━━━ Provided data

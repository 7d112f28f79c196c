//! End-to-end protocol flows against the in-process router: Digest
//! handshakes, PUT/GET round-trips, conditional requests, multistatus
//! bodies, and proxy authorization.

use axum::Router;
use axum::body::Body;
use axum::http::{Request, StatusCode, header};
use axum::response::Response;
use kalends_api::{AppState, create_router};
use kalends_core::Store;
use kalends_core::digest::{credential_hash, expected_response};
use kalends_core::models::ProxyBits;
use tower::ServiceExt;

const REALM: &str = "kalends";

const ICS: &str = "BEGIN:VCALENDAR\r\nVERSION:2.0\r\nBEGIN:VEVENT\r\nUID:u1\r\nDTSTART:20240102T101500Z\r\nSUMMARY:x\r\nEND:VEVENT\r\nEND:VCALENDAR\r\n";

const CT_CAL: (&str, &str) = ("content-type", "text/calendar; charset=utf-8");
const CT_XML: (&str, &str) = ("content-type", "application/xml; charset=utf-8");

const PROPFIND_ETAG_NAME: &str = r#"<?xml version="1.0" encoding="utf-8"?>
<D:propfind xmlns:D="DAV:"><D:prop><D:getetag/><D:displayname/></D:prop></D:propfind>"#;

struct Harness {
    app: Router,
    store: Store,
    _dir: tempfile::TempDir,
}

async fn harness() -> Harness {
    let dir = tempfile::TempDir::new().expect("tempdir");
    let store = Store::open(dir.path(), true).await.expect("store");
    store
        .principal_create(
            "alice",
            &credential_hash("alice", REALM, "secret"),
            "alice@example.com",
            "cal",
        )
        .await
        .expect("alice");
    store
        .principal_create(
            "bob",
            &credential_hash("bob", REALM, "hunter2"),
            "bob@example.com",
            "cal",
        )
        .await
        .expect("bob");

    let app = create_router(AppState {
        store: store.clone(),
        realm: REALM.to_string(),
    });
    Harness {
        app,
        store,
        _dir: dir,
    }
}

━━━━━━

- [Exercise prompt]:
Return every line of the records in which the word "content" is found.

- [Reply to the task]:
const CT_CAL: (&str, &str) = ("content-type", "text/calendar; charset=utf-8");
const CT_XML: (&str, &str) = ("content-type", "application/xml; charset=utf-8");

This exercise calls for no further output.